■ **Your assignment**
Copy every entry precisely.

■ **Provided data**
━━━━━━━━━━━━━━━━━━━━━━━━━━━━━━
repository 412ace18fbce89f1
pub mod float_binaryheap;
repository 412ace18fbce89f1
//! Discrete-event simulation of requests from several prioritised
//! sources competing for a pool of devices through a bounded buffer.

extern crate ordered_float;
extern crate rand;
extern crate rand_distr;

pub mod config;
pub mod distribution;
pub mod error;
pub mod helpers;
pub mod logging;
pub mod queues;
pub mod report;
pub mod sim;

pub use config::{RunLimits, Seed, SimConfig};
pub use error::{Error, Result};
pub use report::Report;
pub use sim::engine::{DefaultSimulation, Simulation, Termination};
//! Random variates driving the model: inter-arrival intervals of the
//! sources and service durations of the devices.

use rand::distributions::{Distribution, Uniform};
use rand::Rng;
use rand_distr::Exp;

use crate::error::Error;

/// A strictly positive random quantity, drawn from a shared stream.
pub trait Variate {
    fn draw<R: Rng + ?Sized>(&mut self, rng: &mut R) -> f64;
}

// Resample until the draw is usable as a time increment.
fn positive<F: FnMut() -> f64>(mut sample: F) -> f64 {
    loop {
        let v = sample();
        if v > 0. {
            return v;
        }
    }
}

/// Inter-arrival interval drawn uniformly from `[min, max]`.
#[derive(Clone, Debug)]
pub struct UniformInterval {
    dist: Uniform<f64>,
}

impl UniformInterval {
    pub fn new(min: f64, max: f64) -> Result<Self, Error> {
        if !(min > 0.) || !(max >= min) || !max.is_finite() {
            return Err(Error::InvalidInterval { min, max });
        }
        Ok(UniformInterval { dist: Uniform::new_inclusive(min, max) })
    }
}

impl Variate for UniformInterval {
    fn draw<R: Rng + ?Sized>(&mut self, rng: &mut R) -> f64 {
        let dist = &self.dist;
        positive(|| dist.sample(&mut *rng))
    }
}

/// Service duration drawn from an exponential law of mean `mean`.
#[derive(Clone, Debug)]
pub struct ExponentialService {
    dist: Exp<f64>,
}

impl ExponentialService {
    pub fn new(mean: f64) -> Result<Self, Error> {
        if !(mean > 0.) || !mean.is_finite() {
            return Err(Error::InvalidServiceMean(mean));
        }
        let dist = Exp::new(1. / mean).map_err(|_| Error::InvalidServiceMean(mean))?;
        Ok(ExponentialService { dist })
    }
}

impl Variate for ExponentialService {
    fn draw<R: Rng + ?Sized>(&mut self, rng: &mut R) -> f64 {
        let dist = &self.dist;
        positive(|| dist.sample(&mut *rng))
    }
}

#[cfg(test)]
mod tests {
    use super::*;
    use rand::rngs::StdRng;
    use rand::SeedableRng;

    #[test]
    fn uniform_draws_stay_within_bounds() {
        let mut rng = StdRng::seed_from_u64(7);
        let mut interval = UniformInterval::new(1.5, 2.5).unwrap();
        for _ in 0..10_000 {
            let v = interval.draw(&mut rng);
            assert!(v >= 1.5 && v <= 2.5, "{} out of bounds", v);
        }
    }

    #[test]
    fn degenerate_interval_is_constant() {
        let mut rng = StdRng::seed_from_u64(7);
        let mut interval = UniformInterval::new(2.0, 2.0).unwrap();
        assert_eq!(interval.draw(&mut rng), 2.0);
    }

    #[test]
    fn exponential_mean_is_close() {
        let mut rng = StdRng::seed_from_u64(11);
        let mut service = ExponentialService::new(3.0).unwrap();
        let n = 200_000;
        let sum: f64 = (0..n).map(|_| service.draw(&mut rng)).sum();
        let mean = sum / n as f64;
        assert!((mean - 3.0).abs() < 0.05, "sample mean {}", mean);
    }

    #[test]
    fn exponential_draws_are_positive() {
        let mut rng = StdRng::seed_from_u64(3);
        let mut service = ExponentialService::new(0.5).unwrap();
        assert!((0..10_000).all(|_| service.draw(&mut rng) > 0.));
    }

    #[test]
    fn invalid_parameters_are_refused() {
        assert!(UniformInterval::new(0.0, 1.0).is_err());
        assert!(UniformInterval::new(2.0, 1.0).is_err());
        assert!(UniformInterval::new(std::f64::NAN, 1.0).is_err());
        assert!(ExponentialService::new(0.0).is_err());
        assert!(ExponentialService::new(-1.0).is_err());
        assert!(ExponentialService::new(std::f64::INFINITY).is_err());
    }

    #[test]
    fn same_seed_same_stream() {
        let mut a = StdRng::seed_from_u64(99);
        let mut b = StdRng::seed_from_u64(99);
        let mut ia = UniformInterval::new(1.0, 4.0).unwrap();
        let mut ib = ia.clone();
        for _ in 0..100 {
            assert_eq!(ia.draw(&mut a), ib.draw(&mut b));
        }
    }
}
━━━━━━━━━━━━━━━━━━━━━━━━━━━━━━
■ **Solution to the exercise**
repository 412ace18fbce89f1
pub mod float_binaryheap;
repository 412ace18fbce89f1
//! Discrete-event simulation of requests from several prioritised
//! sources competing for a pool of devices through a bounded buffer.

extern crate ordered_float;
extern crate rand;
extern crate rand_distr;

pub mod config;
pub mod distribution;
pub mod error;
pub mod helpers;
pub mod logging;
pub mod queues;
pub mod report;
pub mod sim;

pub use config::{RunLimits, Seed, SimConfig};
pub use error::{Error, Result};
pub use report::Report;
pub use sim::engine::{DefaultSimulation, Simulation, Termination};
//! Random variates driving the model: inter-arrival intervals of the
//! sources and service durations of the devices.

use rand::distributions::{Distribution, Uniform};
use rand::Rng;
use rand_distr::Exp;

use crate::error::Error;

/// A strictly positive random quantity, drawn from a shared stream.
pub trait Variate {
    fn draw<R: Rng + ?Sized>(&mut self, rng: &mut R) -> f64;
}

// Resample until the draw is usable as a time increment.
fn positive<F: FnMut() -> f64>(mut sample: F) -> f64 {
    loop {
        let v = sample();
        if v > 0. {
            return v;
        }
    }
}

/// Inter-arrival interval drawn uniformly from `[min, max]`.
#[derive(Clone, Debug)]
pub struct UniformInterval {
    dist: Uniform<f64>,
}

impl UniformInterval {
    pub fn new(min: f64, max: f64) -> Result<Self, Error> {
        if !(min > 0.) || !(max >= min) || !max.is_finite() {
            return Err(Error::InvalidInterval { min, max });
        }
        Ok(UniformInterval { dist: Uniform::new_inclusive(min, max) })
    }
}

impl Variate for UniformInterval {
    fn draw<R: Rng + ?Sized>(&mut self, rng: &mut R) -> f64 {
        let dist = &self.dist;
        positive(|| dist.sample(&mut *rng))
    }
}

/// Service duration drawn from an exponential law of mean `mean`.
#[derive(Clone, Debug)]
pub struct ExponentialService {
    dist: Exp<f64>,
}

impl ExponentialService {
    pub fn new(mean: f64) -> Result<Self, Error> {
        if !(mean > 0.) || !mean.is_finite() {
            return Err(Error::InvalidServiceMean(mean));
        }
        let dist = Exp::new(1. / mean).map_err(|_| Error::InvalidServiceMean(mean))?;
        Ok(ExponentialService { dist })
    }
}

impl Variate for ExponentialService {
    fn draw<R: Rng + ?Sized>(&mut self, rng: &mut R) -> f64 {
        let dist = &self.dist;
        positive(|| dist.sample(&mut *rng))
    }
}

#[cfg(test)]
mod tests {
    use super::*;
    use rand::rngs::StdRng;
    use rand::SeedableRng;

    #[test]
    fn uniform_draws_stay_within_bounds() {
        let mut rng = StdRng::seed_from_u64(7);
        let mut interval = UniformInterval::new(1.5, 2.5).unwrap();
        for _ in 0..10_000 {
            let v = interval.draw(&mut rng);
            assert!(v >= 1.5 && v <= 2.5, "{} out of bounds", v);
        }
    }

    #[test]
    fn degenerate_interval_is_constant() {
        let mut rng = StdRng::seed_from_u64(7);
        let mut interval = UniformInterval::new(2.0, 2.0).unwrap();
        assert_eq!(interval.draw(&mut rng), 2.0);
    }

    #[test]
    fn exponential_mean_is_close() {
        let mut rng = StdRng::seed_from_u64(11);
        let mut service = ExponentialService::new(3.0).unwrap();
        let n = 200_000;
        let sum: f64 = (0..n).map(|_| service.draw(&mut rng)).sum();
        let mean = sum / n as f64;
        assert!((mean - 3.0).abs() < 0.05, "sample mean {}", mean);
    }

    #[test]
    fn exponential_draws_are_positive() {
        let mut rng = StdRng::seed_from_u64(3);
        let mut service = ExponentialService::new(0.5).unwrap();
        assert!((0..10_000).all(|_| service.draw(&mut rng) > 0.));
    }

    #[test]
    fn invalid_parameters_are_refused() {
        assert!(UniformInterval::new(0.0, 1.0).is_err());
        assert!(UniformInterval::new(2.0, 1.0).is_err());
        assert!(UniformInterval::new(std::f64::NAN, 1.0).is_err());
        assert!(ExponentialService::new(0.0).is_err());
        assert!(ExponentialService::new(-1.0).is_err());
        assert!(ExponentialService::new(std::f64::INFINITY).is_err());
    }

    #[test]
    fn same_seed_same_stream() {
        let mut a = StdRng::seed_from_u64(99);
        let mut b = StdRng::seed_from_u64(99);
        let mut ia = UniformInterval::new(1.0, 4.0).unwrap();
        let mut ib = ia.clone();
        for _ in 0..100 {
            assert_eq!(ia.draw(&mut a), ib.draw(&mut b));
        }
    }
}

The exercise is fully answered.